→ **REQUIRED WORK**
Repeat every record below exactly as written.

→ **Saved entries**
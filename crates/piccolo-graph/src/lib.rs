//! Trust-chain graph reconstruction and grading.
//!
//! Given the facts recorded for a TLS answer, this crate rebuilds the
//! certificate graph the server presented and the path builder found:
//!
//! - **Expansion**: ancestors and descendants of a certificate with hop
//!   distances ([`Expander`])
//! - **Assembly**: one deduplicated graph from the sent chain and every
//!   built candidate, tagged with provenance ([`assemble`])
//! - **Anchors**: trust anchors of a context marked on existing nodes
//!   ([`mark_anchors`])
//! - **Grading**: best candidate and ranked alternates under a configured
//!   [`GradeOrder`](piccolo_core::GradeOrder) ([`ChainGrader`])
//! - **Rendering**: a declarative [`LayoutSpec`] for a graph drawer
//! - **Lookup**: certificates by subject or name, chains by server address
//!   or by a subject on their path ([`find_certs`], [`find_chains`])
//!
//! [`ChainExplorer`] strings these together for a single request.
//!
//! # Example
//!
//! ```rust,ignore
//! use piccolo_core::{GradeOrder, MemoryStore};
//! use piccolo_graph::{ChainExplorer, GraphConfig};
//!
//! let config = GraphConfig::new(GradeOrder::LowerIsBetter);
//! let explorer = ChainExplorer::new(&store, &config);
//! let view = explorer.explore("abc123", None, Some("mozilla"))?;
//! println!("{}", view.layout.to_dot());
//! ```

pub mod anchors;
pub mod assembly;
pub mod candidates;
pub mod config;
pub mod detail;
pub mod expansion;
pub mod explorer;
pub mod graph;
pub mod grading;
pub mod lookup;
pub mod render;

#[cfg(test)]
mod testutil;

pub use anchors::mark_anchors;
pub use assembly::assemble;
pub use candidates::CandidateSet;
pub use config::{GraphConfig, TransitiveSource};
pub use detail::{
    AnswerDetail, CertificateDetail, ChainDetail, NamedCert, NamedRelative, PathCert, Sighting,
};
pub use expansion::{Expander, Relative};
pub use explorer::{ChainExplorer, ChainView};
pub use graph::{Edge, Graph, Inconsistency, Node, Tag};
pub use grading::{Alternate, ChainGrader};
pub use lookup::{find_certs, find_chains, CertQuery, CertSummary, ChainQuery, ChainSummary};
pub use render::{project, EdgeStyle, LayoutSpec, NodeStyle, Shape};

→ **WRITTEN SOLUTION**
filename crates/piccolo-graph/src/lib.rs
//! Trust-chain graph reconstruction and grading.
//!
//! Given the facts recorded for a TLS answer, this crate rebuilds the
//! certificate graph the server presented and the path builder found:
//!
//! - **Expansion**: ancestors and descendants of a certificate with hop
//!   distances ([`Expander`])
//! - **Assembly**: one deduplicated graph from the sent chain and every
//!   built candidate, tagged with provenance ([`assemble`])
//! - **Anchors**: trust anchors of a context marked on existing nodes
//!   ([`mark_anchors`])
//! - **Grading**: best candidate and ranked alternates under a configured
//!   [`GradeOrder`](piccolo_core::GradeOrder) ([`ChainGrader`])
//! - **Rendering**: a declarative [`LayoutSpec`] for a graph drawer
//! - **Lookup**: certificates by subject or name, chains by server address
//!   or by a subject on their path ([`find_certs`], [`find_chains`])
//!
//! [`ChainExplorer`] strings these together for a single request.
//!
//! # Example
//!
//! ```rust,ignore
//! use piccolo_core::{GradeOrder, MemoryStore};
//! use piccolo_graph::{ChainExplorer, GraphConfig};
//!
//! let config = GraphConfig::new(GradeOrder::LowerIsBetter);
//! let explorer = ChainExplorer::new(&store, &config);
//! let view = explorer.explore("abc123", None, Some("mozilla"))?;
//! println!("{}", view.layout.to_dot());
//! ```

pub mod anchors;
pub mod assembly;
pub mod candidates;
pub mod config;
pub mod detail;
pub mod expansion;
pub mod explorer;
pub mod graph;
pub mod grading;
pub mod lookup;
pub mod render;

#[cfg(test)]
mod testutil;

pub use anchors::mark_anchors;
pub use assembly::assemble;
pub use candidates::CandidateSet;
pub use config::{GraphConfig, TransitiveSource};
pub use detail::{
    AnswerDetail, CertificateDetail, ChainDetail, NamedCert, NamedRelative, PathCert, Sighting,
};
pub use expansion::{Expander, Relative};
pub use explorer::{ChainExplorer, ChainView};
pub use graph::{Edge, Graph, Inconsistency, Node, Tag};
pub use grading::{Alternate, ChainGrader};
pub use lookup::{find_certs, find_chains, CertQuery, CertSummary, ChainQuery, ChainSummary};
pub use render::{project, EdgeStyle, LayoutSpec, NodeStyle, Shape};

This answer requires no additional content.